#### Your assignment:
Please output exactly the run of lines that starts at the line with "let y = (top" and ends at the last line of the records below.

(Working data begins)

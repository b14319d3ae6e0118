//! Plot Rendering
//!
//! Draws the bucket series, trend line and moving average to a PNG, and the
//! attention breakdown as a pie chart. Rendering only reads analysis results.

mod canvas;
mod pie;
mod text;

use std::path::{Path, PathBuf};

use image::{Rgb, RgbImage};
use imageproc::drawing::{draw_filled_rect_mut, draw_hollow_rect_mut, draw_line_segment_mut};
use imageproc::rect::Rect;
use serde::{Deserialize, Serialize};
use thiserror::Error;
use tracing::{debug, info};

use attention_engine::{AttentionBreakdown, BucketSeries, MovingAverage, TrendLine};

use canvas::{PlotArea, AVERAGE_GREEN, BLACK, GRID, RAW_BLUE, TREND_RED, WHITE};
use pie::PieGeometry;
pub use pie::{NOT_PAYING_COLOR, PAYING_COLOR};
use text::{Align, Typeface};

/// Rendering errors
#[derive(Debug, Error)]
pub enum RenderError {
    #[error("Nothing to plot")]
    EmptySeries,
    #[error("Invalid plot configuration: {0}")]
    InvalidConfig(String),
    #[error("Embedded font unusable: {0}")]
    Font(#[from] ab_glyph::InvalidFont),
    #[error("Failed to write image: {0}")]
    Image(#[from] image::ImageError),
    #[error("IO error: {0}")]
    Io(#[from] std::io::Error),
}

/// Plot layout configuration
#[derive(Debug, Clone, PartialEq, Serialize, Deserialize)]
#[serde(default)]
pub struct PlotConfig {
    pub title: String,
    pub width: u32,
    pub height: u32,
    /// Fixed y-axis limits
    pub y_min: f64,
    pub y_max: f64,
    /// Fraction of the x span added on each side
    pub x_padding: f64,
    /// Grid divisions per axis
    pub grid_divisions: u32,
    /// Pie chart height; the canvas is half again as wide for slice labels
    pub pie_size: u32,
}

impl Default for PlotConfig {
    fn default() -> Self {
        Self {
            title: "Eye Tracking Analysis".to_string(),
            width: 1200,
            height: 600,
            y_min: -0.1,
            y_max: 1.1,
            x_padding: 0.05,
            grid_divisions: 10,
            pie_size: 480,
        }
    }
}

impl PlotConfig {
    pub fn validate(&self) -> Result<(), RenderError> {
        if self.width < 300 || self.height < 200 {
            return Err(RenderError::InvalidConfig(format!(
                "plot must be at least 300x200, got {}x{}",
                self.width, self.height
            )));
        }
        if self.y_min.is_nan() || self.y_max.is_nan() || self.y_max <= self.y_min {
            return Err(RenderError::InvalidConfig(format!(
                "y_max ({}) must exceed y_min ({})",
                self.y_max, self.y_min
            )));
        }
        if self.x_padding < 0.0 || self.pie_size < 120 {
            return Err(RenderError::InvalidConfig(
                "x_padding must be >= 0 and pie_size >= 120".into(),
            ));
        }
        Ok(())
    }
}

const MARGIN_LEFT: u32 = 90;
const MARGIN_RIGHT: u32 = 30;
const MARGIN_TOP: u32 = 50;
const MARGIN_BOTTOM: u32 = 70;

const TITLE_SIZE: f32 = 20.0;
const AXIS_LABEL_SIZE: f32 = 15.0;
const TICK_SIZE: f32 = 12.0;
const LEGEND_SIZE: f32 = 13.0;
const PIE_LABEL_SIZE: f32 = 16.0;

const X_LABEL: &str = "Time (seconds)";
const Y_LABEL: &str = "Eye Detection Score";
const PAYING_LABEL: &str = "Paying Attention";
const NOT_PAYING_LABEL: &str = "Not Paying Attention";

/// PNG plot renderer
#[derive(Debug, Clone)]
pub struct PlotRenderer {
    config: PlotConfig,
    face: Typeface,
}

impl PlotRenderer {
    pub fn new(config: PlotConfig) -> Result<Self, RenderError> {
        config.validate()?;
        Ok(Self {
            config,
            face: Typeface::load()?,
        })
    }

    pub fn config(&self) -> &PlotConfig {
        &self.config
    }

    /// Render the trend plot to `path`
    pub fn render_trend(
        &self,
        series: &BucketSeries,
        trend: &TrendLine,
        moving_average: &MovingAverage,
        path: &Path,
    ) -> Result<PathBuf, RenderError> {
        let points: Vec<(f64, f64)> = series.iter().map(|b| (b.time, b.average)).collect();
        let (first, last) = match (points.first(), points.last()) {
            (Some(f), Some(l)) => (f.0, l.0),
            _ => return Err(RenderError::EmptySeries),
        };

        let cfg = &self.config;
        let padding = (last - first) * cfg.x_padding;
        // A single bucket still gets a visible x span
        let (x_min, x_max) = if last > first {
            (first - padding, last + padding)
        } else {
            (first - 0.5, first + 0.5)
        };

        let area = PlotArea {
            left: MARGIN_LEFT,
            top: MARGIN_TOP,
            width: cfg.width - MARGIN_LEFT - MARGIN_RIGHT,
            height: cfg.height - MARGIN_TOP - MARGIN_BOTTOM,
            x_min,
            x_max,
            y_min: cfg.y_min,
            y_max: cfg.y_max,
        };

        let mut img = RgbImage::from_pixel(cfg.width, cfg.height, WHITE);
        area.draw_grid(&mut img, cfg.grid_divisions);
        area.draw_frame(&mut img);
        self.draw_axes_text(&mut img, &area);

        area.draw_polyline(&mut img, &points, RAW_BLUE, 1);
        area.draw_markers(&mut img, &points, RAW_BLUE, 3);
        area.draw_dashed(
            &mut img,
            (first, trend.at(first)),
            (last, trend.at(last)),
            TREND_RED,
            12.0,
            2,
        );

        let mut legend = vec![
            ("Raw data".to_string(), RAW_BLUE),
            (
                format!("Trend line: y={:.4}x + {:.4}", trend.slope, trend.intercept),
                TREND_RED,
            ),
        ];
        if !moving_average.is_empty() {
            area.draw_polyline(&mut img, &moving_average.points, AVERAGE_GREEN, 2);
            legend.push((
                format!("Moving avg (window={})", moving_average.window),
                AVERAGE_GREEN,
            ));
        }
        self.draw_legend(&mut img, &area, &legend);

        debug!(
            "Trend plot: {} points, x in [{:.2}, {:.2}], {} moving-average points",
            points.len(),
            x_min,
            x_max,
            moving_average.points.len()
        );
        save(&img, path)
    }

    /// Render the attention breakdown pie chart to `path`
    pub fn render_attention_pie(
        &self,
        breakdown: &AttentionBreakdown,
        path: &Path,
    ) -> Result<PathBuf, RenderError> {
        if breakdown.total() == 0 {
            return Err(RenderError::EmptySeries);
        }
        let height = self.config.pie_size;
        let width = height * 3 / 2;
        let geometry = PieGeometry {
            cx: width as f64 / 2.0,
            cy: height as f64 / 2.0,
            radius: height as f64 * 0.4,
        };

        let mut img = RgbImage::from_pixel(width, height, WHITE);
        pie::draw_pie(&mut img, &geometry, breakdown, 1.5);

        let paying = breakdown.paying_ratio() * 100.0;
        let (paying_mid, not_paying_mid) = pie::mid_angles(breakdown);
        let slices = [
            (PAYING_LABEL, breakdown.paying_attention, paying, paying_mid),
            (
                NOT_PAYING_LABEL,
                breakdown.not_paying_attention,
                100.0 - paying,
                not_paying_mid,
            ),
        ];
        for (label, count, percent, mid) in slices {
            if count == 0 {
                continue;
            }
            let inside = geometry.along(mid, 0.6);
            let percent = format!("{:.1}%", percent);
            self.face.draw(&mut img, &percent, inside, PIE_LABEL_SIZE, BLACK, Align::Center);

            let outside = geometry.along(mid, 1.1);
            let align = if mid.cos() >= 0.0 { Align::Left } else { Align::Right };
            self.face.draw(&mut img, label, outside, PIE_LABEL_SIZE, BLACK, align);
        }

        debug!("Attention pie: {:.1}% paying attention", paying);
        save(&img, path)
    }

    /// Title, axis labels and tick values around the plot area
    fn draw_axes_text(&self, img: &mut RgbImage, area: &PlotArea) {
        let face = &self.face;
        let center_x = (area.left + area.width / 2) as i32;
        let bottom = (area.top + area.height) as i32;

        let title_at = (center_x, MARGIN_TOP as i32 / 2);
        face.draw(img, &self.config.title, title_at, TITLE_SIZE, BLACK, Align::Center);
        face.draw(img, X_LABEL, (center_x, bottom + 48), AXIS_LABEL_SIZE, BLACK, Align::Center);
        face.draw_vertical(
            img,
            Y_LABEL,
            (18, (area.top + area.height / 2) as i32),
            AXIS_LABEL_SIZE,
            BLACK,
        );

        let divisions = self.config.grid_divisions.max(1);
        for i in 0..=divisions {
            let t = i as f64 / divisions as f64;
            let x = area.x_min + (area.x_max - area.x_min) * t;
            let (px, _) = area.to_pixel(x, area.y_min);
            let anchor = (px as i32, bottom + 18);
            face.draw(img, &format!("{:.1}", x), anchor, TICK_SIZE, BLACK, Align::Center);

            let y = area.y_min + (area.y_max - area.y_min) * t;
            let (_, py) = area.to_pixel(area.x_min, y);
            let anchor = (area.left as i32 - 8, py as i32);
            face.draw(img, &format!("{:.1}", y), anchor, TICK_SIZE, BLACK, Align::Right);
        }
    }

    /// Boxed legend in the upper-right corner of the plot area
    fn draw_legend(&self, img: &mut RgbImage, area: &PlotArea, entries: &[(String, Rgb<u8>)]) {
        const ROW: u32 = 22;
        const SWATCH: u32 = 30;

        let text_width = entries
            .iter()
            .map(|(label, _)| self.face.measure(label, LEGEND_SIZE).0)
            .max()
            .unwrap_or(0);
        let width = SWATCH + text_width + 30;
        let height = ROW * entries.len() as u32 + 10;
        let left = (area.left + area.width).saturating_sub(width + 10);
        let top = area.top + 10;

        draw_filled_rect_mut(img, Rect::at(left as i32, top as i32).of_size(width, height), WHITE);
        draw_hollow_rect_mut(img, Rect::at(left as i32, top as i32).of_size(width, height), GRID);

        for (i, (label, color)) in entries.iter().enumerate() {
            let y = (top + 5 + ROW * i as u32 + ROW / 2) as f32;
            let x = (left + 10) as f32;
            for o in -1..=1 {
                let o = o as f32;
                draw_line_segment_mut(img, (x, y + o), (x + SWATCH as f32, y + o), *color);
            }
            let text_at = ((left + 10 + SWATCH + 8) as i32, y as i32);
            self.face.draw(img, label, text_at, LEGEND_SIZE, BLACK, Align::Left);
        }
    }
}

(Working data ends)

#### Task output:
            let y = (top + 5 + ROW * i as u32 + ROW / 2) as f32;
            let x = (left + 10) as f32;
            for o in -1..=1 {
                let o = o as f32;
                draw_line_segment_mut(img, (x, y + o), (x + SWATCH as f32, y + o), *color);
            }
            let text_at = ((left + 10 + SWATCH + 8) as i32, y as i32);
            self.face.draw(img, label, text_at, LEGEND_SIZE, BLACK, Align::Left);
        }
    }
}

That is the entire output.